The diagnosis process for IBS isn’t straightforward either. Traditionally, it’s been a “diagnosis of exclusion,” he said, which means doctors perform a series of tests to rule out other conditions. Once this happens, a person can be diagnosed with IBS. At Caesars Sidnai, Pimentel and his colleagues created a diagnostic blood test to diagnose IBS. While he said it’s not a definitive diagnosis, it can provide one with more than 90% certainty.

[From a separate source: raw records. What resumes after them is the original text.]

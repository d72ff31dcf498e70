//! Static file serving

use crate::config::ServeConfig;
use crate::context::RequestContext;
use crate::error::{empty_body, error_response, ProxyBody, ProxyErrorCode};
use futures::Stream;
use http_body_util::BodyExt;
use hyper::body::{Body, Bytes, Frame, SizeHint};
use hyper::header::{ALLOW, CONTENT_LENGTH, CONTENT_TYPE};
use hyper::{Method, Response, StatusCode};
use std::io;
use std::path::{Path, PathBuf};
use std::pin::Pin;
use std::task::{ready, Context, Poll};
use tokio::fs::File;
use tokio_util::io::ReaderStream;
use tracing::{debug, error};

pub struct ServeAction {
    root: PathBuf,
    index_files: Vec<String>,
}

impl ServeAction {
    pub fn new(config: &ServeConfig) -> Self {
        Self {
            root: PathBuf::from(&config.root),
            index_files: config.index_files.clone(),
        }
    }

    pub fn start(&self) -> anyhow::Result<()> {
        if !self.root.is_dir() {
            anyhow::bail!("serve root '{}' is not a directory", self.root.display());
        }
        Ok(())
    }

    pub async fn handle(&self, ctx: &RequestContext) -> Response<ProxyBody> {
        if ctx.method != Method::GET && ctx.method != Method::HEAD {
            let mut response = error_response(ProxyErrorCode::MethodNotAllowed);
            response
                .headers_mut()
                .insert(ALLOW, hyper::header::HeaderValue::from_static("GET, HEAD"));
            return response;
        }

        let Some(relative) = sanitize(ctx.effective_subpath()) else {
            debug!(request_id = %ctx.request_id, path = %ctx.path, "Rejected file path");
            return error_response(ProxyErrorCode::Forbidden);
        };

        let mut path = self.root.join(relative);
        match tokio::fs::metadata(&path).await {
            Ok(meta) if meta.is_dir() => match self.find_index(&path).await {
                Some(index) => path = index,
                None => return error_response(ProxyErrorCode::NotFound),
            },
            Ok(_) => {}
            Err(e) => return io_error_response(ctx, e),
        }

        let file = match File::open(&path).await {
            Ok(file) => file,
            Err(e) => return io_error_response(ctx, e),
        };
        let len = match file.metadata().await {
            Ok(meta) => meta.len(),
            Err(e) => return io_error_response(ctx, e),
        };

        let mime = mime_guess::from_path(&path).first_or_octet_stream();
        let body = if ctx.method == Method::HEAD {
            empty_body()
        } else {
            FileBody::new(file, len, path).boxed()
        };

        Response::builder()
            .status(StatusCode::OK)
            .header(CONTENT_TYPE, mime.as_ref())
            .header(CONTENT_LENGTH, len)
            .body(body)
            .expect("valid response with StatusCode enum and static headers")
    }

    async fn find_index(&self, dir: &Path) -> Option<PathBuf> {
        for name in &self.index_files {
            let candidate = dir.join(name);
            if let Ok(meta) = tokio::fs::metadata(&candidate).await {
                if meta.is_file() {
                    return Some(candidate);
                }
            }
        }
        None
    }
}

/// File contents streamed in chunks
struct FileBody {
    stream: ReaderStream<File>,
    remaining: u64,
    path: PathBuf,
}

impl FileBody {
    fn new(file: File, len: u64, path: PathBuf) -> Self {
        Self {
            stream: ReaderStream::new(file),
            remaining: len,
            path,
        }
    }
}

impl Body for FileBody {
    type Data = Bytes;
    type Error = hyper::Error;

    fn poll_frame(
        self: Pin<&mut Self>,
        cx: &mut Context<'_>,
    ) -> Poll<Option<Result<Frame<Bytes>, hyper::Error>>> {
        let this = self.get_mut();
        match ready!(Pin::new(&mut this.stream).poll_next(cx)) {
            Some(Ok(chunk)) => {
                this.remaining = this.remaining.saturating_sub(chunk.len() as u64);
                Poll::Ready(Some(Ok(Frame::data(chunk))))
            }
            // Ending early leaves the declared Content-Length unmet, so hyper
            // closes the connection instead of sending a truncated success
            Some(Err(e)) => {
                error!(path = %this.path.display(), error = %e, "Failed to read file");
                Poll::Ready(None)
            }
            None => Poll::Ready(None),
        }
    }

    fn size_hint(&self) -> SizeHint {
        SizeHint::with_exact(self.remaining)
    }
}

fn io_error_response(ctx: &RequestContext, e: io::Error) -> Response<ProxyBody> {
    match e.kind() {
        io::ErrorKind::NotFound => error_response(ProxyErrorCode::NotFound),
        io::ErrorKind::PermissionDenied => error_response(ProxyErrorCode::Forbidden),
        _ => {
            error!(request_id = %ctx.request_id, path = %ctx.path, error = %e, "Failed to read file");
            error_response(ProxyErrorCode::InternalError)
        }
    }
}

/// Percent-decode a request subpath into a path relative to the root.
/// Returns `None` for parent references and other components that could
/// escape the root.
fn sanitize(subpath: &str) -> Option<PathBuf> {
    let decoded = urlencoding::decode(subpath).ok()?;
    if decoded.contains('\0') || decoded.contains('\\') {
        return None;
    }

    let mut path = PathBuf::new();
    for component in decoded.split('/') {
        match component {
            "" | "." => continue,
            ".." => return None,
            c if c.contains(':') && cfg!(windows) => return None,
            c => path.push(c),
        }
    }
    Some(path)
}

This is in part because of a rise in research showing a clear link between food poisoning and IBS — a less talked about cause of IBS and “gut health” on #guttok. Pimentel said it’s estimated that food poisoning triggers at least 60 percent of all IBS on the “diarrhea-mixed side.” In this kind of situation, a person may have gone on a trip and got food poisoning. If their bowel movements never return to normal, that’s IBS. Researchers have identified a toxin that’s responsible for that type of IBS, and antibodies that are created from the toxin. 

“What we believe is happening is there’s a change in the microbiome, because of the damage that these antibodies do to the gut flow, and that’s the bacterial overgrowth connection to IBS,” he said, adding that 60 percent of IBS is “bacterial buildup in the small bowel.”

For the other people who don’t get IBS from food poisoning, Pimentel said it could be that food sensitivities are the driver behind it. Mast cells, which are special cells that are part of the allergic system of the gut, tend to be higher in some IBS patients. 

“And then some patients just have naturally sensitive guts,” he said. “That’s called visceral hyperalgesia.” 

Since doctors don’t know exactly what is causing each person’s case of IBS, the best course of action is symptom management: to make the diarrhea or constipation go away, he said. Most of the drugs for IBS that are approved by the FDA are meant to manage the symptoms. When asked if supplements work, Pimentel said some have the properties that you’d expect to work, but the science just isn’t there. He added many supplements have “antibacterial properties,” like garlic, peppermint, berberine and probiotics, which could treat bacterial overgrowth, but don’t have the scientific evidence to support them. 

“The challenge we have is separating those things that work from those things that we don’t know. And you need good studies for these things, and they’re not they’re not there,” he said. “With probiotics, there was just another probiotic study that came out that was positive, but there’s also, you know, many probiotic studies that are negative in treating IBS.”

Online, there is a lot of chatter about the “gut-brain” connection, which is why many people promote mindfulness and even hypnotherapy as a treatment for IBS. Pimentel said it’s true that bacteria in the gut can influence nerves in the gut and even track that to the brain. However, he emphasized while stress affects a lot of functions, it’s not necessarily the cause. For example, he said he has patients with IBS who still have IBS when they are on vacation.

Part of the mystery around IBS and why science is a bit behind, he said, is because it’s difficult to study every area of the gut. 

“The problem with the microbiome is there are parts of the gut that we’ve never been able to properly characterize until now,” he said. “So science is continuing to emerge.”